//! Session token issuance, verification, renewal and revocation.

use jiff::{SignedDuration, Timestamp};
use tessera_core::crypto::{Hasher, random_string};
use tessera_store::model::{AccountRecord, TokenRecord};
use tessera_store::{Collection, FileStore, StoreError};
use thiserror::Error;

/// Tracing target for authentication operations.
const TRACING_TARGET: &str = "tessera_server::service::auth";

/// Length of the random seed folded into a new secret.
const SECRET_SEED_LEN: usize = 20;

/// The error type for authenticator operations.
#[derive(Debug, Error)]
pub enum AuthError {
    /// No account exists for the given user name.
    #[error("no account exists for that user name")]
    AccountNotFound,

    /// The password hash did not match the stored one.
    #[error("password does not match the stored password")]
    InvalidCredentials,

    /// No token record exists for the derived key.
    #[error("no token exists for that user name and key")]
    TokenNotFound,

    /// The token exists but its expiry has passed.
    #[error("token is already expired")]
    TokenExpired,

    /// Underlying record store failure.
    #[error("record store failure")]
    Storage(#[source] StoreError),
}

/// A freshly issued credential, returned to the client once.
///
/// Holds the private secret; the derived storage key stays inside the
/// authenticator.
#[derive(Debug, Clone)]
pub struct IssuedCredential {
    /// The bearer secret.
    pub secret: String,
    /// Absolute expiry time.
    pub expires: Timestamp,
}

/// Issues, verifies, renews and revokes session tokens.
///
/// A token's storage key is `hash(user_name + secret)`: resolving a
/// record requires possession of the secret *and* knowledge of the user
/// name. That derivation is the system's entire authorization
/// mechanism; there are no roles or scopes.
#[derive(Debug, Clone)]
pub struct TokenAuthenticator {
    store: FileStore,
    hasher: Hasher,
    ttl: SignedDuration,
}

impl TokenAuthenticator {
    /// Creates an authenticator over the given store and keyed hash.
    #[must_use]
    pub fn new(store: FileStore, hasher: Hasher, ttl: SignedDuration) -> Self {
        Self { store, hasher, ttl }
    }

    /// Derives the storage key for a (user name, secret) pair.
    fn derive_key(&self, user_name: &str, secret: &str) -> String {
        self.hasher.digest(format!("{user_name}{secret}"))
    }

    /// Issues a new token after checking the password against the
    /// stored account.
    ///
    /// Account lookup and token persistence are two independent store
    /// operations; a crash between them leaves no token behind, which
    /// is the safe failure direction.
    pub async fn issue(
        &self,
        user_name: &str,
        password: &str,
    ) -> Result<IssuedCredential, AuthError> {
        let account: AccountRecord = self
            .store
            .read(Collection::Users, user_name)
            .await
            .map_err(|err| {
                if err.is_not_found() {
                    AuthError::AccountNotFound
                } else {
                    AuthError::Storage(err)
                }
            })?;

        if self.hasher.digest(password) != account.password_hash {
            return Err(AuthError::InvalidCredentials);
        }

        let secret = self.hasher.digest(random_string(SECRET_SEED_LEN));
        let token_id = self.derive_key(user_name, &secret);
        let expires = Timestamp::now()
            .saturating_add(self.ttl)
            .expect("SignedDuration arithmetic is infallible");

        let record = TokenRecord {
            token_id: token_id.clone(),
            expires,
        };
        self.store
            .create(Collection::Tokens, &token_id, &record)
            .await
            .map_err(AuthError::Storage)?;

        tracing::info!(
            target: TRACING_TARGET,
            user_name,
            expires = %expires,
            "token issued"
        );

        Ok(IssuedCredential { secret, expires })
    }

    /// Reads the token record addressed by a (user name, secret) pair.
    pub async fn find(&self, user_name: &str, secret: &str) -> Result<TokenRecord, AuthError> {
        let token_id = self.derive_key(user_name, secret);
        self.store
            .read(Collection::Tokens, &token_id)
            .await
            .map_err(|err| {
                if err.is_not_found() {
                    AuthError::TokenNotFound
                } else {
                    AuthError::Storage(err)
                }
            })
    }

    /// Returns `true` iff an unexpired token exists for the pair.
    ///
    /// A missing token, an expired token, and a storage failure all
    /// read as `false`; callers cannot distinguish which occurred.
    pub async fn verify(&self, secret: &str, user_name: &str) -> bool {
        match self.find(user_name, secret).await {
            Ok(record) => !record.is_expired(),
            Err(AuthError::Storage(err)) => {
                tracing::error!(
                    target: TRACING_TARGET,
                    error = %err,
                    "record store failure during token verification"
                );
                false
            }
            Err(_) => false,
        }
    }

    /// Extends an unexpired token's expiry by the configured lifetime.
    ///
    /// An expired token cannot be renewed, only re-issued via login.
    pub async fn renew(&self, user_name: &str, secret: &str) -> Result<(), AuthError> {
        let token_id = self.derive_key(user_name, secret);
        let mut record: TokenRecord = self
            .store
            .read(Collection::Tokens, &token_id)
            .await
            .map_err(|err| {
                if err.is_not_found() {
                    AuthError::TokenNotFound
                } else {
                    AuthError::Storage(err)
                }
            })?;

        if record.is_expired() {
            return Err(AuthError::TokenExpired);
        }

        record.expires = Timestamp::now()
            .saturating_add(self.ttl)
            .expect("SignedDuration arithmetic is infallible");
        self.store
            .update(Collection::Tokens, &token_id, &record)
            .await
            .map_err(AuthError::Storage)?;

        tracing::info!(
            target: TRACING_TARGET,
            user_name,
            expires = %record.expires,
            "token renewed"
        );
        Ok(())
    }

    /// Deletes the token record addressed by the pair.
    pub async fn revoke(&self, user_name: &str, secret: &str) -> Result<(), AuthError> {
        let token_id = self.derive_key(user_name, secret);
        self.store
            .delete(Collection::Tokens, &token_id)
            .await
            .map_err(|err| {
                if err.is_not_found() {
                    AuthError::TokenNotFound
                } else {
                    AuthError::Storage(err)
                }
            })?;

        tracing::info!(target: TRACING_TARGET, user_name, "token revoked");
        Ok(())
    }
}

════════════════════

Exactly as shown above, copy out the material.

Your response:
//! Session token issuance, verification, renewal and revocation.

use jiff::{SignedDuration, Timestamp};
use tessera_core::crypto::{Hasher, random_string};
use tessera_store::model::{AccountRecord, TokenRecord};
use tessera_store::{Collection, FileStore, StoreError};
use thiserror::Error;

/// Tracing target for authentication operations.
const TRACING_TARGET: &str = "tessera_server::service::auth";

/// Length of the random seed folded into a new secret.
const SECRET_SEED_LEN: usize = 20;

/// The error type for authenticator operations.
#[derive(Debug, Error)]
pub enum AuthError {
    /// No account exists for the given user name.
    #[error("no account exists for that user name")]
    AccountNotFound,

    /// The password hash did not match the stored one.
    #[error("password does not match the stored password")]
    InvalidCredentials,

    /// No token record exists for the derived key.
    #[error("no token exists for that user name and key")]
    TokenNotFound,

    /// The token exists but its expiry has passed.
    #[error("token is already expired")]
    TokenExpired,

    /// Underlying record store failure.
    #[error("record store failure")]
    Storage(#[source] StoreError),
}

/// A freshly issued credential, returned to the client once.
///
/// Holds the private secret; the derived storage key stays inside the
/// authenticator.
#[derive(Debug, Clone)]
pub struct IssuedCredential {
    /// The bearer secret.
    pub secret: String,
    /// Absolute expiry time.
    pub expires: Timestamp,
}

/// Issues, verifies, renews and revokes session tokens.
///
/// A token's storage key is `hash(user_name + secret)`: resolving a
/// record requires possession of the secret *and* knowledge of the user
/// name. That derivation is the system's entire authorization
/// mechanism; there are no roles or scopes.
#[derive(Debug, Clone)]
pub struct TokenAuthenticator {
    store: FileStore,
    hasher: Hasher,
    ttl: SignedDuration,
}

impl TokenAuthenticator {
    /// Creates an authenticator over the given store and keyed hash.
    #[must_use]
    pub fn new(store: FileStore, hasher: Hasher, ttl: SignedDuration) -> Self {
        Self { store, hasher, ttl }
    }

    /// Derives the storage key for a (user name, secret) pair.
    fn derive_key(&self, user_name: &str, secret: &str) -> String {
        self.hasher.digest(format!("{user_name}{secret}"))
    }

    /// Issues a new token after checking the password against the
    /// stored account.
    ///
    /// Account lookup and token persistence are two independent store
    /// operations; a crash between them leaves no token behind, which
    /// is the safe failure direction.
    pub async fn issue(
        &self,
        user_name: &str,
        password: &str,
    ) -> Result<IssuedCredential, AuthError> {
        let account: AccountRecord = self
            .store
            .read(Collection::Users, user_name)
            .await
            .map_err(|err| {
                if err.is_not_found() {
                    AuthError::AccountNotFound
                } else {
                    AuthError::Storage(err)
                }
            })?;

        if self.hasher.digest(password) != account.password_hash {
            return Err(AuthError::InvalidCredentials);
        }

        let secret = self.hasher.digest(random_string(SECRET_SEED_LEN));
        let token_id = self.derive_key(user_name, &secret);
        let expires = Timestamp::now()
            .saturating_add(self.ttl)
            .expect("SignedDuration arithmetic is infallible");

        let record = TokenRecord {
            token_id: token_id.clone(),
            expires,
        };
        self.store
            .create(Collection::Tokens, &token_id, &record)
            .await
            .map_err(AuthError::Storage)?;

        tracing::info!(
            target: TRACING_TARGET,
            user_name,
            expires = %expires,
            "token issued"
        );

        Ok(IssuedCredential { secret, expires })
    }

    /// Reads the token record addressed by a (user name, secret) pair.
    pub async fn find(&self, user_name: &str, secret: &str) -> Result<TokenRecord, AuthError> {
        let token_id = self.derive_key(user_name, secret);
        self.store
            .read(Collection::Tokens, &token_id)
            .await
            .map_err(|err| {
                if err.is_not_found() {
                    AuthError::TokenNotFound
                } else {
                    AuthError::Storage(err)
                }
            })
    }

    /// Returns `true` iff an unexpired token exists for the pair.
    ///
    /// A missing token, an expired token, and a storage failure all
    /// read as `false`; callers cannot distinguish which occurred.
    pub async fn verify(&self, secret: &str, user_name: &str) -> bool {
        match self.find(user_name, secret).await {
            Ok(record) => !record.is_expired(),
            Err(AuthError::Storage(err)) => {
                tracing::error!(
                    target: TRACING_TARGET,
                    error = %err,
                    "record store failure during token verification"
                );
                false
            }
            Err(_) => false,
        }
    }

    /// Extends an unexpired token's expiry by the configured lifetime.
    ///
    /// An expired token cannot be renewed, only re-issued via login.
    pub async fn renew(&self, user_name: &str, secret: &str) -> Result<(), AuthError> {
        let token_id = self.derive_key(user_name, secret);
        let mut record: TokenRecord = self
            .store
            .read(Collection::Tokens, &token_id)
            .await
            .map_err(|err| {
                if err.is_not_found() {
                    AuthError::TokenNotFound
                } else {
                    AuthError::Storage(err)
                }
            })?;

        if record.is_expired() {
            return Err(AuthError::TokenExpired);
        }

        record.expires = Timestamp::now()
            .saturating_add(self.ttl)
            .expect("SignedDuration arithmetic is infallible");
        self.store
            .update(Collection::Tokens, &token_id, &record)
            .await
            .map_err(AuthError::Storage)?;

        tracing::info!(
            target: TRACING_TARGET,
            user_name,
            expires = %record.expires,
            "token renewed"
        );
        Ok(())
    }

    /// Deletes the token record addressed by the pair.
    pub async fn revoke(&self, user_name: &str, secret: &str) -> Result<(), AuthError> {
        let token_id = self.derive_key(user_name, secret);
        self.store
            .delete(Collection::Tokens, &token_id)
            .await
            .map_err(|err| {
                if err.is_not_found() {
                    AuthError::TokenNotFound
                } else {
                    AuthError::Storage(err)
                }
            })?;

        tracing::info!(target: TRACING_TARGET, user_name, "token revoked");
        Ok(())
    }
}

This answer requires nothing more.